This was more than the old fashioned encirclement of a nation by ships of overwhelming superiority and refusing to allow commerce to enter or leave. It was the act of all powerful and greatly superior economic states against a confessedly dependent island nation whose existence and economics were predicated upon world commercial relations.5
Then Logan proceeded to prove that, contrary to the prosecution’s claim that diminution of military supplies was the objective of the Allied economic blockade of Japan, said blockade “affected all types of civilian goods and trade, even food.”

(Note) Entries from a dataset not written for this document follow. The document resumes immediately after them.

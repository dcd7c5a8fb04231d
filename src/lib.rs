//! # Book Recommender
//!
//! A collaborative-filtering book recommender.
//!
//! This library provides:
//! - A training pipeline from the Book-Crossing CSV exports to a books × users pivot table
//! - A brute-force nearest-neighbour model fit over the pivot rows
//! - Versioned on-disk artifacts that refuse to load across format changes
//! - A recommendation service mapping a title to similar titles and posters
//! - An HTTP page and JSON API on top of it
//!
//! ## Example
//!
//! ```rust,no_run
//! use book_recommender::{AppConfig, Recommendation};
//!
//! let config = AppConfig::from_env()?;
//! let service = Recommendation::new(&config)?;
//!
//! let recs = service.recommend("The Da Vinci Code")?;
//! for book in recs.displayed() {
//!     println!("{} {:?}", book.title, book.poster_url);
//! }
//! # Ok::<(), book_recommender::RecommenderError>(())
//! ```

pub mod artifacts;
pub mod config;
pub mod distance;
pub mod error;
pub mod model;
pub mod pivot;
pub mod ratings;
pub mod recommend;
pub mod server;
pub mod training;
pub mod vector;

pub use artifacts::ArtifactStore;
pub use config::AppConfig;
pub use distance::DistanceMetric;
pub use error::{RecommenderError, Result};
pub use model::NearestNeighbors;
pub use pivot::PivotTable;
pub use ratings::{RatingRecord, RatingsTable};
pub use recommend::{resolve_posters, Recommendation, Recommendations};
pub use training::{train_engine, TrainingPipeline, TrainingSummary};
pub use vector::RatingVector;
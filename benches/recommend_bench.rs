//! Benchmarks for neighbour search over pivot tables

use book_recommender::recommend::recommend_from;
use book_recommender::{
    DistanceMetric, NearestNeighbors, PivotTable, RatingVector, RatingsTable,
};
use criterion::{black_box, criterion_group, criterion_main, BenchmarkId, Criterion};

fn create_pivot(books: usize, users: usize) -> PivotTable {
    let titles = (0..books).map(|i| format!("Book {}", i)).collect();
    let rows = (0..books)
        .map(|b| {
            // sparse: roughly one user in ten rated each book
            let data = (0..users)
                .map(|u| {
                    if (b * 7 + u * 13) % 10 == 0 {
                        ((b + u) % 10) as f32 + 1.0
                    } else {
                        0.0
                    }
                })
                .collect();
            RatingVector::new(data)
        })
        .collect();
    PivotTable::new(titles, (0..users as u32).collect(), rows).unwrap()
}

fn benchmark_recommend(c: &mut Criterion) {
    let mut group = c.benchmark_group("recommend");
    let ratings = RatingsTable::default();

    for books in [100, 700, 2000].iter() {
        let pivot = create_pivot(*books, 900);
        let model =
            NearestNeighbors::fit(pivot.rows().to_vec(), DistanceMetric::Euclidean).unwrap();

        group.bench_with_input(BenchmarkId::from_parameter(books), books, |b, _| {
            b.iter(|| {
                recommend_from(&model, &pivot, &ratings, black_box("Book 42"), black_box(6))
                    .unwrap()
            });
        });
    }

    group.finish();
}

criterion_group!(benches, benchmark_recommend);
criterion_main!(benches);
//! Pivot table: books × users rating matrix

use crate::error::{RecommenderError, Result};
use crate::vector::RatingVector;
use serde::{Deserialize, Serialize};
use std::collections::HashMap;

/// Books × users rating matrix. Row order is the index space the neighbour
/// model was fit against.
#[derive(Debug, Clone, Serialize, Deserialize)]
#[serde(try_from = "PivotParts")]
pub struct PivotTable {
    titles: Vec<String>,
    users: Vec<u32>,
    rows: Vec<RatingVector>,
    /// Title -> row position
    #[serde(skip_serializing)]
    index: HashMap<String, usize>,
}

/// On-disk layout of a [`PivotTable`]; the title index is rebuilt on load.
#[derive(Deserialize)]
struct PivotParts {
    titles: Vec<String>,
    users: Vec<u32>,
    rows: Vec<RatingVector>,
}

impl TryFrom<PivotParts> for PivotTable {
    type Error = RecommenderError;

    fn try_from(parts: PivotParts) -> Result<Self> {
        PivotTable::new(parts.titles, parts.users, parts.rows)
    }
}

impl PivotTable {
    /// Build a pivot table. Titles must be unique and every row must have
    /// one column per user.
    pub fn new(titles: Vec<String>, users: Vec<u32>, rows: Vec<RatingVector>) -> Result<Self> {
        if titles.len() != rows.len() {
            return Err(RecommenderError::InvalidData(format!(
                "pivot has {} titles but {} rows",
                titles.len(),
                rows.len()
            )));
        }
        if let Some(row) = rows.iter().find(|r| r.dimension() != users.len()) {
            return Err(RecommenderError::InvalidData(format!(
                "pivot row has {} columns, expected {}",
                row.dimension(),
                users.len()
            )));
        }

        let mut index = HashMap::with_capacity(titles.len());
        for (pos, title) in titles.iter().enumerate() {
            if index.insert(title.clone(), pos).is_some() {
                return Err(RecommenderError::InvalidData(format!(
                    "duplicate pivot title: {title}"
                )));
            }
        }

        Ok(Self {
            titles,
            users,
            rows,
            index,
        })
    }

    /// Exact title lookup.
    pub fn position(&self, title: &str) -> Option<usize> {
        self.index.get(title).copied()
    }

    /// First row label that starts with or contains `needle`, in row order.
    pub fn fuzzy_position(&self, needle: &str) -> Option<usize> {
        self.titles
            .iter()
            .position(|t| t.starts_with(needle) || t.contains(needle))
    }

    /// Exact lookup, falling back to [`PivotTable::fuzzy_position`].
    pub fn resolve(&self, title: &str) -> Result<usize> {
        self.position(title)
            .or_else(|| self.fuzzy_position(title))
            .ok_or_else(|| RecommenderError::NotFound {
                title: title.to_string(),
            })
    }

    pub fn title(&self, pos: usize) -> Option<&str> {
        self.titles.get(pos).map(String::as_str)
    }

    pub fn row(&self, pos: usize) -> Option<&RatingVector> {
        self.rows.get(pos)
    }

    pub fn titles(&self) -> &[String] {
        &self.titles
    }

    pub fn users(&self) -> &[u32] {
        &self.users
    }

    pub fn rows(&self) -> &[RatingVector] {
        &self.rows
    }

    /// Number of book rows.
    pub fn len(&self) -> usize {
        self.titles.len()
    }

    pub fn is_empty(&self) -> bool {
        self.titles.is_empty()
    }
}
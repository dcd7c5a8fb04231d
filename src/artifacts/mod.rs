//! Persisted training output: model, pivot table, ratings table, book names.

pub mod serialization;
pub mod store;

pub use store::ArtifactStore;
//! Ratings/metadata table: one row per (user, book) rating that survived cleaning

use serde::{Deserialize, Serialize};

/// A cleaned rating joined with its book's metadata.
#[derive(Debug, Clone, PartialEq, Serialize, Deserialize)]
pub struct RatingRecord {
    pub user_id: u32,
    pub isbn: String,
    pub rating: f32,
    pub title: String,
    pub author: String,
    pub year: String,
    pub publisher: String,
    pub image_url: String,
    /// Total ratings the title received among active users.
    pub num_of_rating: usize,
}

/// Positional table of [`RatingRecord`]s. Titles repeat across rows.
#[derive(Debug, Clone, Default, Serialize, Deserialize)]
pub struct RatingsTable {
    records: Vec<RatingRecord>,
}

impl RatingsTable {
    pub fn new(records: Vec<RatingRecord>) -> Self {
        Self { records }
    }

    /// Poster of the first row whose title equals `title`.
    pub fn image_url_for(&self, title: &str) -> Option<&str> {
        self.records
            .iter()
            .find(|r| r.title == title)
            .map(|r| r.image_url.as_str())
    }

    pub fn records(&self) -> &[RatingRecord] {
        &self.records
    }

    pub fn len(&self) -> usize {
        self.records.len()
    }

    pub fn is_empty(&self) -> bool {
        self.records.is_empty()
    }
}

#[cfg(test)]
pub(crate) fn record(user_id: u32, title: &str, image_url: &str) -> RatingRecord {
    RatingRecord {
        user_id,
        isbn: format!("isbn-{title}"),
        rating: 8.0,
        title: title.to_string(),
        author: "Anon".to_string(),
        year: "2001".to_string(),
        publisher: "Pub".to_string(),
        image_url: image_url.to_string(),
        num_of_rating: 50,
    }
}

#[cfg(test)]
mod tests {
    use super::*;

    #[test]
    fn test_first_match_wins() {
        let table = RatingsTable::new(vec![
            record(1, "Dune", "http://img/dune-1.jpg"),
            record(2, "Dune", "http://img/dune-2.jpg"),
        ]);
        assert_eq!(table.image_url_for("Dune"), Some("http://img/dune-1.jpg"));
    }

    #[test]
    fn test_missing_title() {
        let table = RatingsTable::new(vec![record(1, "Dune", "http://img/dune.jpg")]);
        assert_eq!(table.image_url_for("Emma"), None);
    }
}
//! Turning raw CSV rows into the ratings table and the pivot table.

use super::ingestion::{RawBook, RawRating};
use crate::error::{RecommenderError, Result};
use crate::pivot::PivotTable;
use crate::ratings::{RatingRecord, RatingsTable};
use crate::vector::RatingVector;
use std::collections::{BTreeMap, BTreeSet, HashMap, HashSet};
use tracing::info;

/// Filter and join the raw data:
///
/// - keep users with more than `min_user_ratings` ratings,
/// - join ratings with books on ISBN (first book row per ISBN),
/// - keep titles with at least `min_book_ratings` ratings after the join,
/// - drop repeated `(user, title)` pairs, keeping the first.
pub fn clean(
    books: &[RawBook],
    ratings: &[RawRating],
    min_user_ratings: usize,
    min_book_ratings: usize,
) -> RatingsTable {
    let mut per_user: HashMap<u32, usize> = HashMap::new();
    for r in ratings {
        *per_user.entry(r.user_id).or_default() += 1;
    }

    let mut by_isbn: HashMap<&str, &RawBook> = HashMap::with_capacity(books.len());
    for book in books {
        by_isbn.entry(book.isbn.as_str()).or_insert(book);
    }

    let joined: Vec<(&RawRating, &RawBook)> = ratings
        .iter()
        .filter(|r| per_user.get(&r.user_id).copied().unwrap_or(0) > min_user_ratings)
        .filter_map(|r| by_isbn.get(r.isbn.as_str()).map(|&b| (r, b)))
        .collect();

    let mut per_title: HashMap<&str, usize> = HashMap::new();
    for (_, book) in &joined {
        *per_title.entry(book.title.as_str()).or_default() += 1;
    }

    let mut seen: HashSet<(u32, &str)> = HashSet::new();
    let records: Vec<RatingRecord> = joined
        .iter()
        .filter_map(|&(r, b)| {
            let num_of_rating = per_title[b.title.as_str()];
            if num_of_rating < min_book_ratings || !seen.insert((r.user_id, b.title.as_str())) {
                return None;
            }
            Some(RatingRecord {
                user_id: r.user_id,
                isbn: r.isbn.clone(),
                rating: r.rating,
                title: b.title.clone(),
                author: b.author.clone(),
                year: b.year.clone(),
                publisher: b.publisher.clone(),
                image_url: b.image_url.clone(),
                num_of_rating,
            })
        })
        .collect();

    info!(
        active_users = per_user.values().filter(|&&n| n > min_user_ratings).count(),
        joined = joined.len(),
        kept = records.len(),
        "ratings cleaned"
    );
    RatingsTable::new(records)
}

/// Pivot the ratings table into titles × users, both sorted ascending.
/// Missing ratings are `0.0`.
pub fn pivot(ratings: &RatingsTable) -> Result<PivotTable> {
    if ratings.is_empty() {
        return Err(RecommenderError::InvalidData(
            "no ratings left after filtering; lower the rating thresholds".to_string(),
        ));
    }

    let users: Vec<u32> = ratings
        .records()
        .iter()
        .map(|r| r.user_id)
        .collect::<BTreeSet<_>>()
        .into_iter()
        .collect();
    let user_pos: HashMap<u32, usize> = users.iter().enumerate().map(|(i, &u)| (u, i)).collect();

    let mut rows: BTreeMap<&str, RatingVector> = BTreeMap::new();
    for r in ratings.records() {
        rows.entry(r.title.as_str())
            .or_insert_with(|| RatingVector::zeros(users.len()))
            .set(user_pos[&r.user_id], r.rating);
    }

    let (titles, rows): (Vec<String>, Vec<RatingVector>) = rows
        .into_iter()
        .map(|(title, row)| (title.to_string(), row))
        .unzip();

    PivotTable::new(titles, users, rows)
}
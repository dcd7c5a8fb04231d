//! Brute-force nearest-neighbour model fit over pivot-table rows.
//!
//! Row `i` of the model is row `i` of the pivot table it was fit against.
//! The indices returned by [`NearestNeighbors::kneighbors`] are positions in
//! that ordering, so the model and pivot table must always be shipped together.

use serde::{Deserialize, Serialize};

use crate::distance::DistanceMetric;
use crate::error::{RecommenderError, Result};
use crate::vector::RatingVector;

/// A fitted neighbour model that computes the distance to every stored row.
#[derive(Debug, Clone, Serialize, Deserialize)]
pub struct NearestNeighbors {
    rows: Vec<RatingVector>,
    metric: DistanceMetric,
}

impl NearestNeighbors {
    /// Fit the model over `rows`. All rows must share one dimension.
    pub fn fit(rows: Vec<RatingVector>, metric: DistanceMetric) -> Result<Self> {
        if let Some(first) = rows.first() {
            if let Some(bad) = rows.iter().find(|r| !r.has_same_dimension(first)) {
                return Err(RecommenderError::InvalidData(format!(
                    "Dimension mismatch: expected {}, got {}",
                    first.dimension(),
                    bad.dimension()
                )));
            }
        }
        Ok(Self { rows, metric })
    }

    /// Return up to `k` `(row index, distance)` pairs closest to `query`,
    /// sorted by distance ascending. Equal distances keep the lower index first.
    pub fn kneighbors(&self, query: &RatingVector, k: usize) -> Result<Vec<(usize, f32)>> {
        let mut results: Vec<(usize, f32)> = self
            .rows
            .iter()
            .enumerate()
            .map(|(i, row)| Ok((i, self.metric.distance(query, row)?)))
            .collect::<Result<Vec<_>>>()?;

        results.sort_by(|a, b| a.1.total_cmp(&b.1).then(a.0.cmp(&b.0)));
        results.truncate(k);
        Ok(results)
    }

    /// The distance metric the model was fit with.
    pub fn metric(&self) -> DistanceMetric {
        self.metric
    }

    /// Number of rows the model was fit over.
    pub fn len(&self) -> usize {
        self.rows.len()
    }

    pub fn is_empty(&self) -> bool {
        self.rows.is_empty()
    }

    /// Number of users per row, `0` for an empty model.
    pub fn dimension(&self) -> usize {
        self.rows.first().map_or(0, RatingVector::dimension)
    }
}
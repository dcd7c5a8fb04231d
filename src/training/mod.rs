//! Training pipeline: raw CSV -> cleaned ratings -> pivot table -> fitted model.

pub mod cleaning;
pub mod ingestion;

use crate::artifacts::ArtifactStore;
use crate::config::{AppConfig, TrainingConfig};
use crate::error::{Result, ResultExt};
use crate::model::NearestNeighbors;
use serde::Serialize;
use std::time::Instant;
use tracing::info;

/// What a training run produced.
#[derive(Debug, Clone, Serialize, PartialEq, Eq)]
pub struct TrainingSummary {
    pub books: usize,
    pub users: usize,
    pub ratings: usize,
}

pub struct TrainingPipeline {
    config: TrainingConfig,
}

impl TrainingPipeline {
    pub fn new(config: TrainingConfig) -> Self {
        Self { config }
    }

    /// Run every stage and write all artifacts. Runs synchronously.
    pub fn start_training_pipeline(&self) -> Result<TrainingSummary> {
        let start = Instant::now();
        let cfg = &self.config;

        let books = ingestion::read_books(&cfg.books_csv).context("data ingestion")?;
        let raw_ratings = ingestion::read_ratings(&cfg.ratings_csv).context("data ingestion")?;

        let ratings = cleaning::clean(
            &books,
            &raw_ratings,
            cfg.min_user_ratings,
            cfg.min_book_ratings,
        );
        let pivot = cleaning::pivot(&ratings)?;

        let store = ArtifactStore::new(cfg.artifacts.clone());
        store.save_ratings(&ratings).context("data transformation")?;
        store.save_pivot(&pivot).context("data transformation")?;
        store
            .save_book_names(pivot.titles())
            .context("data transformation")?;

        let model = NearestNeighbors::fit(pivot.rows().to_vec(), cfg.metric)?;
        store.save_model(&model).context("model trainer")?;
        store
            .save_manifest(&pivot, &ratings)
            .context("model trainer")?;

        let summary = TrainingSummary {
            books: pivot.len(),
            users: pivot.users().len(),
            ratings: ratings.len(),
        };
        info!(
            books = summary.books,
            users = summary.users,
            ratings = summary.ratings,
            elapsed_ms = start.elapsed().as_millis() as u64,
            "training pipeline finished"
        );
        Ok(summary)
    }
}

/// Train from the configured raw data and replace the served artifacts.
pub fn train_engine(config: &AppConfig) -> Result<TrainingSummary> {
    let training = config.get_training_config()?;
    let summary = TrainingPipeline::new(training)
        .start_training_pipeline()
        .context("train_engine")?;
    info!("Training completed!");
    Ok(summary)
}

The terrific impact of the freezing orders on the civilian life of Japan has been amply demonstrated by the evidence. A large number of trades, industries, and commodities whose very existence depended upon the importation of raw materials and the exportation of finished products unrelated to the production of military goods were immediately affected. Some of these were as follows: Cement, aluminum, lead, copper, coal, rice, beans, phosphate rock, fats, oil and oil bearing materials, hides and skin, tanning materials, leather and leather manufactures, potassium salts, wheat and wheat flour, zinc, sugar, lumber, textile machinery, sulphur and sulphuric acid, wool and wool manufactures, marine products, soda, ash and caustic soda, chemical nitrogen, rayon yarn and staple fibre, bicycles, electrical equipment, silk fabrics, cotton textiles, rubber and rubber manufactures, rayon fabrics, and raw cotton. The evidence further discloses that the freezing orders effected [sic] such basic commodities as rice, fodder, cattle, sugar, fertilizers, salt and so forth. Its textile industries including such materials as cotton, wool, silk and rayon upon which many of the civilian population depended for a living were practically brought to a
3 Ibid.
4 Kobori, op. cit., p. 261.
5 Ibid., p. 241.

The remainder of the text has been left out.